### TASK DIRECTIONS
Filter the material, keeping only lines with the word "resend".
+-------+
//! Employee account administration.

mod common;

use axum::http::StatusCode;
use common::{body_json, delete_auth, get_auth, post_json, post_json_auth, put_json_auth, TEST_PASSWORD};
use serde_json::json;
use sqlx::PgPool;
use warehub_core::roles::Role;

async fn login_status(app: &axum::Router, login: &str, password: &str) -> StatusCode {
    post_json(
        app.clone(),
        "/api/v1/employee/auth/login",
        json!({ "login": login, "password": password }),
    )
    .await
    .status()
}

fn new_employee(login: &str, role: &str) -> serde_json::Value {
    json!({
        "login": login,
        "email": format!("{login}@Example.com"),
        "password": TEST_PASSWORD,
        "full_name": "Pavel Picker",
        "role": role,
    })
}

#[sqlx::test(migrations = "../db/migrations")]
async fn admin_manages_employee_accounts(pool: PgPool) {
    let (_, admin) = common::employee_with_token(&pool, "root", Role::Admin).await;
    let app = common::build_test_app(pool);

    let response = post_json_auth(
        app.clone(),
        "/api/v1/admin/employees",
        new_employee("picker", "storekeeper"),
        &admin,
    )
    .await;
    assert_eq!(response.status(), StatusCode::CREATED);
    let json = body_json(response).await;
    let id = json["data"]["id"].as_i64().unwrap();
    assert_eq!(json["data"]["role"], "storekeeper");
    assert_eq!(json["data"]["email"], "picker@example.com");
    assert!(json["data"].get("password_hash").is_none());

    let response = get_auth(app.clone(), "/api/v1/admin/employees", &admin).await;
    assert_eq!(response.status(), StatusCode::OK);
    let json = body_json(response).await;
    assert_eq!(json["data"].as_array().unwrap().len(), 2);

    let uri = format!("/api/v1/admin/employees/{id}");
    let response = put_json_auth(app.clone(), &uri, json!({ "role": "manager" }), &admin).await;
    assert_eq!(response.status(), StatusCode::OK);
    let json = body_json(response).await;
    assert_eq!(json["data"]["role"], "manager");

    assert_eq!(login_status(&app, "picker", TEST_PASSWORD).await, StatusCode::OK);

    let response = post_json_auth(
        app.clone(),
        &format!("{uri}/reset-password"),
        json!({ "new_password": "Another-Pass-77" }),
        &admin,
    )
    .await;
    assert_eq!(response.status(), StatusCode::NO_CONTENT);
    assert_eq!(
        login_status(&app, "picker", TEST_PASSWORD).await,
        StatusCode::UNAUTHORIZED
    );
    assert_eq!(login_status(&app, "picker", "Another-Pass-77").await, StatusCode::OK);

    let response = delete_auth(app.clone(), &uri, &admin).await;
    assert_eq!(response.status(), StatusCode::NO_CONTENT);
    assert_eq!(
        login_status(&app, "picker", "Another-Pass-77").await,
        StatusCode::FORBIDDEN
    );

    let response = get_auth(app, &uri, &admin).await;
    let json = body_json(response).await;
    assert_eq!(json["data"]["is_active"], false);
}

#[sqlx::test(migrations = "../db/migrations")]
async fn employee_input_is_validated(pool: PgPool) {
    let (_, admin) = common::employee_with_token(&pool, "root", Role::Admin).await;
    let app = common::build_test_app(pool);
    let uri = "/api/v1/admin/employees";

    // Visitor roles are not employee roles.
    let response = post_json_auth(app.clone(), uri, new_employee("buyer", "client"), &admin).await;
    assert_eq!(response.status(), StatusCode::BAD_REQUEST);

    let mut weak = new_employee("picker", "storekeeper");
    weak["password"] = json!("short");
    let response = post_json_auth(app.clone(), uri, weak, &admin).await;
    assert_eq!(response.status(), StatusCode::BAD_REQUEST);

    let response =
        post_json_auth(app.clone(), uri, new_employee("picker", "storekeeper"), &admin).await;
    assert_eq!(response.status(), StatusCode::CREATED);
    let response = post_json_auth(app.clone(), uri, new_employee("picker", "driver"), &admin).await;
    assert_eq!(response.status(), StatusCode::CONFLICT);

    let response = post_json_auth(
        app,
        "/api/v1/admin/employees/9999/reset-password",
        json!({ "new_password": "Another-Pass-77" }),
        &admin,
    )
    .await;
    assert_eq!(response.status(), StatusCode::NOT_FOUND);
}

#[sqlx::test(migrations = "../db/migrations")]
async fn admin_cannot_demote_or_deactivate_self(pool: PgPool) {
    let (me, admin) = common::employee_with_token(&pool, "root", Role::Admin).await;
    let app = common::build_test_app(pool);
    let uri = format!("/api/v1/admin/employees/{}", me.id);

    let response = put_json_auth(app.clone(), &uri, json!({ "role": "manager" }), &admin).await;
    assert_eq!(response.status(), StatusCode::CONFLICT);

    let response = put_json_auth(app.clone(), &uri, json!({ "is_active": false }), &admin).await;
    assert_eq!(response.status(), StatusCode::CONFLICT);

    let response = delete_auth(app.clone(), &uri, &admin).await;
    assert_eq!(response.status(), StatusCode::CONFLICT);

    // Profile fields are still editable.
    let response =
        put_json_auth(app.clone(), &uri, json!({ "full_name": "Root Admin" }), &admin).await;
    assert_eq!(response.status(), StatusCode::OK);
    let json = body_json(response).await;
    assert_eq!(json["data"]["full_name"], "Root Admin");
    assert_eq!(json["data"]["role"], "admin");
    assert_eq!(json["data"]["is_active"], true);
}

#[sqlx::test(migrations = "../db/migrations")]
async fn roles_list_covers_both_principal_kinds(pool: PgPool) {
    let (_, admin) = common::employee_with_token(&pool, "root", Role::Admin).await;
    let app = common::build_test_app(pool);

    let response = get_auth(app, "/api/v1/admin/roles", &admin).await;
    assert_eq!(response.status(), StatusCode::OK);
    let json = body_json(response).await;
    let names: Vec<&str> = json["data"]
        .as_array()
        .unwrap()
        .iter()
        .map(|r| r["name"].as_str().unwrap())
        .collect();
    assert!(names.contains(&"admin"));
    assert!(names.contains(&"storekeeper"));
    assert!(names.contains(&"client"));
    assert!(names.contains(&"supplier"));
}
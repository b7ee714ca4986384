//! Handlers for `/employee/auth` (login, refresh, logout, me).

use axum::extract::State;
use axum::http::{HeaderMap, StatusCode};
use axum::Json;
use chrono::Utc;
use serde::Deserialize;
use warehub_core::error::CoreError;
use warehub_core::roles::PrincipalKind;
use warehub_db::models::employee::EmployeeResponse;
use warehub_db::repositories::{EmployeeRepo, RoleRepo, SessionRepo};

use crate::auth::password::verify_password;
use crate::error::{AppError, AppResult};
use crate::handlers::session::{
    consume_refresh_token, issue_tokens, AuthResponse, RefreshRequest,
};
use crate::middleware::auth::AuthEmployee;
use crate::response::DataResponse;
use crate::state::AppState;

/// Maximum consecutive failed login attempts before locking the account.
const MAX_FAILED_ATTEMPTS: i32 = 5;

/// Duration in minutes to lock an account after exceeding failed attempts.
const LOCK_DURATION_MINS: i64 = 15;

/// Request body for `POST /employee/auth/login`.
#[derive(Debug, Deserialize)]
pub struct LoginRequest {
    pub login: String,
    pub password: String,
}

fn invalid_credentials() -> AppError {
    AppError::Core(CoreError::Unauthorized(
        "Invalid login or password".into(),
    ))
}

/// POST /api/v1/employee/auth/login
pub async fn login(
    State(state): State<AppState>,
    headers: HeaderMap,
    Json(input): Json<LoginRequest>,
) -> AppResult<Json<AuthResponse<EmployeeResponse>>> {
    let employee = EmployeeRepo::find_by_login(&state.pool, input.login.trim())
        .await?
        .ok_or_else(invalid_credentials)?;

    if !employee.is_active {
        return Err(AppError::Core(CoreError::Forbidden(
            "Account is deactivated".into(),
        )));
    }

    if let Some(locked_until) = employee.locked_until {
        if locked_until > Utc::now() {
            return Err(AppError::Core(CoreError::Forbidden(
                "Account is temporarily locked. Try again later.".into(),
            )));
        }
    }

    let password_valid = verify_password(&input.password, &employee.password_hash)
        .map_err(|e| AppError::InternalError(format!("Password verification error: {e}")))?;

    if !password_valid {
        EmployeeRepo::increment_failed_login(&state.pool, employee.id).await?;

        let new_count = employee.failed_login_count + 1;
        if new_count >= MAX_FAILED_ATTEMPTS {
            let lock_until = Utc::now() + chrono::Duration::minutes(LOCK_DURATION_MINS);
            EmployeeRepo::lock_account(&state.pool, employee.id, lock_until).await?;
            tracing::warn!(employee_id = employee.id, %lock_until, "Employee account locked");
        }

        return Err(invalid_credentials());
    }

    EmployeeRepo::record_successful_login(&state.pool, employee.id).await?;

    let role_name = RoleRepo::resolve_name(&state.pool, employee.role_id).await?;
    let id = employee.id;
    tracing::info!(employee_id = id, role = %role_name, "Employee logged in");

    let profile = EmployeeResponse::from_employee(employee, role_name.clone());
    let response = issue_tokens(
        &state,
        PrincipalKind::Employee,
        id,
        &role_name,
        &headers,
        profile,
    )
    .await?;

    Ok(Json(response))
}

/// POST /api/v1/employee/auth/refresh
///
/// Exchange a valid refresh token for new access + refresh tokens.
pub async fn refresh(
    State(state): State<AppState>,
    headers: HeaderMap,
    Json(input): Json<RefreshRequest>,
) -> AppResult<Json<AuthResponse<EmployeeResponse>>> {
    let session =
        consume_refresh_token(&state, PrincipalKind::Employee, &input.refresh_token).await?;

    let employee = EmployeeRepo::find_by_id(&state.pool, session.principal_id)
        .await?
        .ok_or_else(|| {
            AppError::Core(CoreError::Unauthorized("Employee no longer exists".into()))
        })?;

    if !employee.is_active {
        return Err(AppError::Core(CoreError::Forbidden(
            "Account is deactivated".into(),
        )));
    }

    let role_name = RoleRepo::resolve_name(&state.pool, employee.role_id).await?;
    let id = employee.id;
    let profile = EmployeeResponse::from_employee(employee, role_name.clone());
    let response = issue_tokens(
        &state,
        PrincipalKind::Employee,
        id,
        &role_name,
        &headers,
        profile,
    )
    .await?;

    Ok(Json(response))
}

/// POST /api/v1/employee/auth/logout
///
/// Revoke all sessions of the authenticated employee. Returns 204 No Content.
pub async fn logout(
    State(state): State<AppState>,
    employee: AuthEmployee,
) -> AppResult<StatusCode> {
    SessionRepo::revoke_all_for(
        &state.pool,
        PrincipalKind::Employee.as_str(),
        employee.employee_id,
    )
    .await?;
    Ok(StatusCode::NO_CONTENT)
}

/// GET /api/v1/employee/auth/me
pub async fn me(
    State(state): State<AppState>,
    auth: AuthEmployee,
) -> AppResult<Json<DataResponse<EmployeeResponse>>> {
    let employee = EmployeeRepo::find_by_id(&state.pool, auth.employee_id)
        .await?
        .ok_or_else(|| AppError::not_found("Employee", auth.employee_id))?;
    let role_name = RoleRepo::resolve_name(&state.pool, employee.role_id).await?;
    Ok(Json(DataResponse {
        data: EmployeeResponse::from_employee(employee, role_name),
    }))
}
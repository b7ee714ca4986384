//! Route definitions for the storage hierarchy, stock and occupancy.

use axum::routing::{get, put};
use axum::Router;

use crate::handlers::{equipment, storage};
use crate::state::AppState;

/// Storage routes, merged at the API root because they span several
/// resource prefixes.
///
/// ```text
/// GET    /warehouses                          -> list_warehouses
/// POST   /warehouses                          -> create_warehouse
/// GET    /warehouses/{id}                     -> get_warehouse
/// PUT    /warehouses/{id}                     -> update_warehouse
/// DELETE /warehouses/{id}                     -> delete_warehouse
/// GET    /warehouses/{id}/shelves             -> list_shelves
/// POST   /warehouses/{id}/shelves             -> create_shelf
/// GET    /warehouses/{id}/occupancy           -> warehouse_occupancy
/// GET    /warehouses/{id}/equipment           -> list_equipment
/// POST   /warehouses/{id}/equipment           -> create_equipment
///
/// GET    /shelves/{id}                        -> get_shelf
/// PUT    /shelves/{id}                        -> update_shelf
/// DELETE /shelves/{id}                        -> delete_shelf
/// GET    /shelves/{id}/zones                  -> list_zones
/// POST   /shelves/{id}/zones                  -> create_zone
///
/// GET    /storage-zones/{id}                  -> get_zone
/// PUT    /storage-zones/{id}                  -> update_zone
/// DELETE /storage-zones/{id}                  -> delete_zone
/// GET    /storage-zones/{id}/products         -> list_zone_products
/// POST   /storage-zones/{id}/products         -> place_product
/// GET    /storage-zones/{id}/occupancy        -> zone_occupancy_report
///
/// PUT    /zone-products/{id}                  -> update_zone_product
/// DELETE /zone-products/{id}                  -> delete_zone_product
/// ```
pub fn router() -> Router<AppState> {
    Router::new()
        // Warehouses
        .route(
            "/warehouses",
            get(storage::list_warehouses).post(storage::create_warehouse),
        )
        .route(
            "/warehouses/{id}",
            get(storage::get_warehouse)
                .put(storage::update_warehouse)
                .delete(storage::delete_warehouse),
        )
        .route(
            "/warehouses/{id}/shelves",
            get(storage::list_shelves).post(storage::create_shelf),
        )
        .route(
            "/warehouses/{id}/occupancy",
            get(storage::warehouse_occupancy),
        )
        .route(
            "/warehouses/{id}/equipment",
            get(equipment::list_equipment).post(equipment::create_equipment),
        )
        // Shelves
        .route(
            "/shelves/{id}",
            get(storage::get_shelf)
                .put(storage::update_shelf)
                .delete(storage::delete_shelf),
        )
        .route(
            "/shelves/{id}/zones",
            get(storage::list_zones).post(storage::create_zone),
        )
        // Zones
        .route(
            "/storage-zones/{id}",
            get(storage::get_zone)
                .put(storage::update_zone)
                .delete(storage::delete_zone),
        )
        .route(
            "/storage-zones/{id}/products",
            get(storage::list_zone_products).post(storage::place_product),
        )
        .route(
            "/storage-zones/{id}/occupancy",
            get(storage::zone_occupancy_report),
        )
        // Stock lines
        .route(
            "/zone-products/{id}",
            put(storage::update_zone_product).delete(storage::delete_zone_product),
        )
}
//! Storage-zone occupancy arithmetic.
//!
//! A zone's load is its capacity plus the volume of every product placed in
//! it. Shelves and warehouses aggregate their zones by summing both figures;
//! the percentage of an aggregate is derived from the sums, never averaged.

use serde::Serialize;

use crate::error::CoreError;

/// Capacity and used volume of one zone or of an aggregate of zones.
#[derive(Debug, Clone, Copy, PartialEq, Default, Serialize)]
pub struct ZoneLoad {
    pub capacity_m3: f64,
    pub used_m3: f64,
}

/// A [`ZoneLoad`] together with its derived figures, as returned by the
/// occupancy reports.
#[derive(Debug, Clone, Copy, PartialEq, Serialize)]
pub struct Occupancy {
    pub capacity_m3: f64,
    pub used_m3: f64,
    pub free_m3: f64,
    pub percent: f64,
}

impl ZoneLoad {
    pub fn new(capacity_m3: f64, used_m3: f64) -> Self {
        Self {
            capacity_m3,
            used_m3,
        }
    }

    /// Volume still available; never negative.
    pub fn free_volume(&self) -> f64 {
        (self.capacity_m3 - self.used_m3).max(0.0)
    }

    pub fn percent(&self) -> f64 {
        occupancy_percent(self.used_m3, self.capacity_m3)
    }

    pub fn summary(&self) -> Occupancy {
        Occupancy {
            capacity_m3: self.capacity_m3,
            used_m3: self.used_m3,
            free_m3: self.free_volume(),
            percent: self.percent(),
        }
    }
}

/// Used volume as a percentage of capacity, rounded to two decimals.
///
/// Returns `0.0` for a zero or negative capacity. The result can exceed 100
/// when a zone is over-filled.
pub fn occupancy_percent(used_m3: f64, capacity_m3: f64) -> f64 {
    if capacity_m3 <= 0.0 || used_m3 <= 0.0 {
        return 0.0;
    }
    (used_m3 / capacity_m3 * 10_000.0).round() / 100.0
}

/// Volume occupied by `quantity` units of a product of `unit_volume_m3`.
pub fn line_volume(quantity: i32, unit_volume_m3: f64) -> f64 {
    f64::from(quantity.max(0)) * unit_volume_m3.max(0.0)
}

/// Sum a collection of loads into one.
pub fn aggregate<I>(loads: I) -> ZoneLoad
where
    I: IntoIterator<Item = ZoneLoad>,
{
    loads.into_iter().fold(ZoneLoad::default(), |acc, l| ZoneLoad {
        capacity_m3: acc.capacity_m3 + l.capacity_m3,
        used_m3: acc.used_m3 + l.used_m3,
    })
}

/// Refuse a placement that would push the zone past its capacity.
pub fn check_fits(load: &ZoneLoad, extra_m3: f64) -> Result<(), CoreError> {
    const EPSILON: f64 = 1e-9;
    if load.used_m3 + extra_m3 > load.capacity_m3 + EPSILON {
        return Err(CoreError::Validation(format!(
            "Zone capacity exceeded: {:.3} m3 free, {:.3} m3 requested",
            load.free_volume(),
            extra_m3
        )));
    }
    Ok(())
}

#[cfg(test)]
mod tests {
    use super::*;

    #[test]
    fn half_full_zone() {
        let load = ZoneLoad::new(10.0, 5.0);
        assert_eq!(load.percent(), 50.0);
        assert_eq!(load.free_volume(), 5.0);
    }

    #[test]
    fn zero_capacity_reports_zero() {
        assert_eq!(occupancy_percent(3.0, 0.0), 0.0);
        assert_eq!(ZoneLoad::new(0.0, 0.0).summary().percent, 0.0);
    }

    #[test]
    fn percent_is_rounded_to_two_decimals() {
        assert_eq!(occupancy_percent(1.0, 3.0), 33.33);
        assert_eq!(occupancy_percent(2.0, 3.0), 66.67);
    }

    #[test]
    fn overfilled_zone_exceeds_hundred_but_has_no_free_space() {
        let load = ZoneLoad::new(4.0, 5.0);
        assert_eq!(load.percent(), 125.0);
        assert_eq!(load.free_volume(), 0.0);
    }

    #[test]
    fn percent_is_monotonic_in_used_volume() {
        let capacity = 7.5;
        let mut previous = 0.0;
        for step in 0..=100 {
            let used = f64::from(step) * 0.1;
            let p = occupancy_percent(used, capacity);
            assert!(p >= previous, "{p} < {previous} at used={used}");
            previous = p;
        }
    }

    #[test]
    fn aggregate_uses_sums_not_average() {
        // 1/2 = 50% and 9/10 = 90%; the aggregate is 10/12, not 70%.
        let total = aggregate([ZoneLoad::new(2.0, 1.0), ZoneLoad::new(10.0, 9.0)]);
        assert_eq!(total.capacity_m3, 12.0);
        assert_eq!(total.used_m3, 10.0);
        assert_eq!(total.percent(), 83.33);
    }

    #[test]
    fn empty_aggregate_is_zero() {
        let total = aggregate(Vec::new());
        assert_eq!(total, ZoneLoad::default());
        assert_eq!(total.percent(), 0.0);
    }

    #[test]
    fn line_volume_ignores_negative_input() {
        assert_eq!(line_volume(4, 0.25), 1.0);
        assert_eq!(line_volume(-4, 0.25), 0.0);
        assert_eq!(line_volume(4, -1.0), 0.0);
    }

    #[test]
    fn placement_up_to_capacity_fits() {
        let load = ZoneLoad::new(10.0, 7.5);
        assert!(check_fits(&load, 2.5).is_ok());
        assert!(check_fits(&load, 2.6).is_err());
    }
}
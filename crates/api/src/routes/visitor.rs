//! Route definitions for the visitor (client and supplier) surface.
//!
//! Everything here accepts only visitor tokens; employee tokens are
//! rejected by the extractors with 401.

use axum::routing::{get, post};
use axum::Router;

use crate::handlers::{catalog, directory, notification, orders, supply, visitor_auth};
use crate::state::AppState;

/// Routes mounted at `/visitor`.
///
/// ```text
/// POST   /auth/register                     -> register (public)
/// POST   /auth/verify                       -> verify (public)
/// POST   /auth/resend                       -> resend (public)
/// POST   /auth/login                        -> login (public)
/// POST   /auth/refresh                      -> refresh (public)
/// POST   /auth/logout                       -> logout
/// GET    /auth/me                           -> me
///
/// GET    /profile                           -> get_profile
/// PUT    /profile                           -> put_profile
///
/// GET    /catalog                           -> visitor_catalog
/// GET    /catalog/{id}                      -> visitor_catalog_item
///
/// GET    /orders                            -> list_own_orders (client)
/// POST   /orders                            -> create_order (client)
/// GET    /orders/{id}                       -> get_own_order
/// POST   /orders/{id}/cancel                -> cancel_own_order
/// GET    /orders/{id}/comments              -> list_own_comments
/// POST   /orders/{id}/comments              -> add_own_comment
///
/// GET    /delivery-requests                 -> list_own_requests (supplier)
/// GET    /delivery-requests/{id}            -> get_own_request
/// POST   /delivery-requests/{id}/status     -> change_own_request_status
///
/// GET    /notifications                     -> list_visitor
/// POST   /notifications/read-all            -> read_all_visitor
/// GET    /notifications/unread-count        -> unread_visitor
/// POST   /notifications/{id}/read           -> read_visitor
/// ```
pub fn router() -> Router<AppState> {
    Router::new()
        // Auth
        .route("/auth/register", post(visitor_auth::register))
        .route("/auth/verify", post(visitor_auth::verify))
        .route("/auth/resend", post(visitor_auth::resend))
        .route("/auth/login", post(visitor_auth::login))
        .route("/auth/refresh", post(visitor_auth::refresh))
        .route("/auth/logout", post(visitor_auth::logout))
        .route("/auth/me", get(visitor_auth::me))
        // Profile
        .route(
            "/profile",
            get(directory::get_profile).put(directory::put_profile),
        )
        // Catalog
        .route("/catalog", get(catalog::visitor_catalog))
        .route("/catalog/{id}", get(catalog::visitor_catalog_item))
        // Orders (clients)
        .route(
            "/orders",
            get(orders::list_own_orders).post(orders::create_order),
        )
        .route("/orders/{id}", get(orders::get_own_order))
        .route("/orders/{id}/cancel", post(orders::cancel_own_order))
        .route(
            "/orders/{id}/comments",
            get(orders::list_own_comments).post(orders::add_own_comment),
        )
        // Requests for delivery (suppliers)
        .route("/delivery-requests", get(supply::list_own_requests))
        .route("/delivery-requests/{id}", get(supply::get_own_request))
        .route(
            "/delivery-requests/{id}/status",
            post(supply::change_own_request_status),
        )
        // Notifications
        .route("/notifications", get(notification::list_visitor))
        .route("/notifications/read-all", post(notification::read_all_visitor))
        .route("/notifications/unread-count", get(notification::unread_visitor))
        .route("/notifications/{id}/read", post(notification::read_visitor))
}
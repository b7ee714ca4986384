//! Repository for the `employees` table.

use sqlx::PgPool;
use warehub_core::types::{DbId, Timestamp};

use crate::models::employee::{CreateEmployee, Employee, UpdateEmployee};

/// Column list shared across queries to avoid repetition.
const COLUMNS: &str = "id, login, email, password_hash, full_name, phone, role_id, is_active, \
                       last_login_at, failed_login_count, locked_until, created_at, updated_at";

/// Provides CRUD operations for employees.
pub struct EmployeeRepo;

impl EmployeeRepo {
    /// Insert a new employee, returning the created row.
    pub async fn create(pool: &PgPool, input: &CreateEmployee) -> Result<Employee, sqlx::Error> {
        let query = format!(
            "INSERT INTO employees (login, email, password_hash, full_name, phone, role_id)
             VALUES ($1, $2, $3, $4, $5, $6)
             RETURNING {COLUMNS}"
        );
        sqlx::query_as::<_, Employee>(&query)
            .bind(&input.login)
            .bind(&input.email)
            .bind(&input.password_hash)
            .bind(&input.full_name)
            .bind(&input.phone)
            .bind(input.role_id)
            .fetch_one(pool)
            .await
    }

    pub async fn find_by_id(pool: &PgPool, id: DbId) -> Result<Option<Employee>, sqlx::Error> {
        let query = format!("SELECT {COLUMNS} FROM employees WHERE id = $1");
        sqlx::query_as::<_, Employee>(&query)
            .bind(id)
            .fetch_optional(pool)
            .await
    }

    /// Find an employee by login (case-sensitive).
    pub async fn find_by_login(
        pool: &PgPool,
        login: &str,
    ) -> Result<Option<Employee>, sqlx::Error> {
        let query = format!("SELECT {COLUMNS} FROM employees WHERE login = $1");
        sqlx::query_as::<_, Employee>(&query)
            .bind(login)
            .fetch_optional(pool)
            .await
    }

    /// List all employees ordered by most recently created first.
    pub async fn list(pool: &PgPool) -> Result<Vec<Employee>, sqlx::Error> {
        let query = format!("SELECT {COLUMNS} FROM employees ORDER BY created_at DESC");
        sqlx::query_as::<_, Employee>(&query).fetch_all(pool).await
    }

    /// Active employees holding the named role. Used to address notifications.
    pub async fn list_active_ids_by_role(
        pool: &PgPool,
        role_name: &str,
    ) -> Result<Vec<DbId>, sqlx::Error> {
        sqlx::query_scalar(
            "SELECT e.id FROM employees e
             JOIN roles r ON r.id = e.role_id
             WHERE r.name = $1 AND e.is_active = true
             ORDER BY e.id",
        )
        .bind(role_name)
        .fetch_all(pool)
        .await
    }

    /// Count all employees. Used for first-run bootstrap.
    pub async fn count(pool: &PgPool) -> Result<i64, sqlx::Error> {
        sqlx::query_scalar("SELECT COUNT(*) FROM employees")
            .fetch_one(pool)
            .await
    }

    /// Update an employee. Only non-`None` fields in `input` are applied.
    ///
    /// Returns `None` if no row with the given `id` exists.
    pub async fn update(
        pool: &PgPool,
        id: DbId,
        input: &UpdateEmployee,
    ) -> Result<Option<Employee>, sqlx::Error> {
        let query = format!(
            "UPDATE employees SET
                email = COALESCE($2, email),
                full_name = COALESCE($3, full_name),
                phone = COALESCE($4, phone),
                role_id = COALESCE($5, role_id),
                is_active = COALESCE($6, is_active)
             WHERE id = $1
             RETURNING {COLUMNS}"
        );
        sqlx::query_as::<_, Employee>(&query)
            .bind(id)
            .bind(&input.email)
            .bind(&input.full_name)
            .bind(&input.phone)
            .bind(input.role_id)
            .bind(input.is_active)
            .fetch_optional(pool)
            .await
    }

    /// Soft-deactivate an employee by setting `is_active = false`.
    ///
    /// Returns `true` if the row was updated.
    pub async fn deactivate(pool: &PgPool, id: DbId) -> Result<bool, sqlx::Error> {
        let result = sqlx::query(
            "UPDATE employees SET is_active = false WHERE id = $1 AND is_active = true",
        )
        .bind(id)
        .execute(pool)
        .await?;
        Ok(result.rows_affected() > 0)
    }

    /// Increment the failed login counter by 1.
    pub async fn increment_failed_login(pool: &PgPool, id: DbId) -> Result<(), sqlx::Error> {
        sqlx::query(
            "UPDATE employees SET failed_login_count = failed_login_count + 1 WHERE id = $1",
        )
        .bind(id)
        .execute(pool)
        .await?;
        Ok(())
    }

    /// Lock an account until the specified timestamp.
    pub async fn lock_account(
        pool: &PgPool,
        id: DbId,
        until: Timestamp,
    ) -> Result<(), sqlx::Error> {
        sqlx::query("UPDATE employees SET locked_until = $2 WHERE id = $1")
            .bind(id)
            .bind(until)
            .execute(pool)
            .await?;
        Ok(())
    }

    /// Record a successful login: reset `failed_login_count` to 0, clear
    /// `locked_until`, and set `last_login_at` to now.
    pub async fn record_successful_login(pool: &PgPool, id: DbId) -> Result<(), sqlx::Error> {
        sqlx::query(
            "UPDATE employees SET
                failed_login_count = 0,
                locked_until = NULL,
                last_login_at = NOW()
             WHERE id = $1",
        )
        .bind(id)
        .execute(pool)
        .await?;
        Ok(())
    }

    /// Update an employee's password hash. Returns `true` if the row was updated.
    pub async fn update_password(
        pool: &PgPool,
        id: DbId,
        password_hash: &str,
    ) -> Result<bool, sqlx::Error> {
        let result = sqlx::query("UPDATE employees SET password_hash = $2 WHERE id = $1")
            .bind(id)
            .bind(password_hash)
            .execute(pool)
            .await?;
        Ok(result.rows_affected() > 0)
    }
}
+-------+
### SOLVED PROBLEM
/// POST   /auth/resend                       -> resend (public)
        .route("/auth/resend", post(visitor_auth::resend))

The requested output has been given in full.